# [PROBLEM DETAILS]
Begin with the first line of the entries below and reproduce each line exactly, ending with the line that holds "slots: vec![0; capacity".

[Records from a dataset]
= = = = = = =

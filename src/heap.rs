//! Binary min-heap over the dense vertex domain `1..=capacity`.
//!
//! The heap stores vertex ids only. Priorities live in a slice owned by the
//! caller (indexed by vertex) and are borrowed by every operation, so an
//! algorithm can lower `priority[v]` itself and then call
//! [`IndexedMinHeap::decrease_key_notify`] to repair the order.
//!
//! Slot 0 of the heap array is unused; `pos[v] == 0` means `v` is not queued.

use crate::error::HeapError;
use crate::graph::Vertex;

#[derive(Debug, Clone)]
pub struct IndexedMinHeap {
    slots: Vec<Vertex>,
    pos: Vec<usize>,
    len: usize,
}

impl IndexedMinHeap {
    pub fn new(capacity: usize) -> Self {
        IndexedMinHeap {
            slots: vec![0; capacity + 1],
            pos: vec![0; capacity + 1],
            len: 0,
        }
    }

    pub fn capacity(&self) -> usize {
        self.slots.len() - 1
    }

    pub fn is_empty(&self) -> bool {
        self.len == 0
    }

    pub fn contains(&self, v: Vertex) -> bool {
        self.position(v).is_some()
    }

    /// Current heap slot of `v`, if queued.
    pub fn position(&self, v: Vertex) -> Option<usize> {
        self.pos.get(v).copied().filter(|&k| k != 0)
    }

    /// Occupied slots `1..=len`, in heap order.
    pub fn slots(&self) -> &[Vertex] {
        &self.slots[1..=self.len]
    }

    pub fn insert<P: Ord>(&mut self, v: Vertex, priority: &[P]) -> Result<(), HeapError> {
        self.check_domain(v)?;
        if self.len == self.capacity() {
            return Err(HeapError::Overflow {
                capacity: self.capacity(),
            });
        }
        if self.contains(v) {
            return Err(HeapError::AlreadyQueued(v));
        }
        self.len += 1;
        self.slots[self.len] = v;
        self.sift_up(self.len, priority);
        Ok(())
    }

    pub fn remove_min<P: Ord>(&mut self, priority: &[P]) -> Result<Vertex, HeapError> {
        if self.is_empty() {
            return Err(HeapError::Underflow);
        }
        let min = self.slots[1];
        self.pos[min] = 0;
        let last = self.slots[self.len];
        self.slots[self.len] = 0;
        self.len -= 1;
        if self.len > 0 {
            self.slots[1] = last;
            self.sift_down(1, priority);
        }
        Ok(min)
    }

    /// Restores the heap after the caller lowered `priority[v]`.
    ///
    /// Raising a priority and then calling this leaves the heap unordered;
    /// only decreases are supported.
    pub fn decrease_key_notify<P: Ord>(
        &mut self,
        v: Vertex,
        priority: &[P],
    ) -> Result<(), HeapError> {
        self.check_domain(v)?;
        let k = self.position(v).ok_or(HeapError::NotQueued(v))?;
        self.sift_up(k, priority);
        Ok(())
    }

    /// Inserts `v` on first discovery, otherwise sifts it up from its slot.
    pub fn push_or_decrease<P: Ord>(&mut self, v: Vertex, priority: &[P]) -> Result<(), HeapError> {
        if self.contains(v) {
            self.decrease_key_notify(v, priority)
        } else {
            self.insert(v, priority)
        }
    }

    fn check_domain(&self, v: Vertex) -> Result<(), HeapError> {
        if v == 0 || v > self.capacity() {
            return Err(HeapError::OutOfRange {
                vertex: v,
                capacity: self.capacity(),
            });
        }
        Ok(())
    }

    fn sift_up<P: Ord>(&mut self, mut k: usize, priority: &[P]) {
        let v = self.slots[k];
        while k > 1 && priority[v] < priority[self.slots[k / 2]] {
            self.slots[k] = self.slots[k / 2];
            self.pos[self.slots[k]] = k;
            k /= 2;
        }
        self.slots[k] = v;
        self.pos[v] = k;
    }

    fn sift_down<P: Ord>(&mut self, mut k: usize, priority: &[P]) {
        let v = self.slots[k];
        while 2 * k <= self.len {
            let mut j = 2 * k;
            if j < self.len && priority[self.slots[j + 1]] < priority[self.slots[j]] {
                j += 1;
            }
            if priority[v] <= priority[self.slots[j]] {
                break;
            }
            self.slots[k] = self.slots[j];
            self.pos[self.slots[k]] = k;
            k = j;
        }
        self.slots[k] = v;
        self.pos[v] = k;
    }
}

= = = = = = =

# [TASK SOLUTION]
filename src/heap.rs
//! Binary min-heap over the dense vertex domain `1..=capacity`.
//!
//! The heap stores vertex ids only. Priorities live in a slice owned by the
//! caller (indexed by vertex) and are borrowed by every operation, so an
//! algorithm can lower `priority[v]` itself and then call
//! [`IndexedMinHeap::decrease_key_notify`] to repair the order.
//!
//! Slot 0 of the heap array is unused; `pos[v] == 0` means `v` is not queued.

use crate::error::HeapError;
use crate::graph::Vertex;

#[derive(Debug, Clone)]
pub struct IndexedMinHeap {
    slots: Vec<Vertex>,
    pos: Vec<usize>,
    len: usize,
}

impl IndexedMinHeap {
    pub fn new(capacity: usize) -> Self {
        IndexedMinHeap {
            slots: vec![0; capacity + 1],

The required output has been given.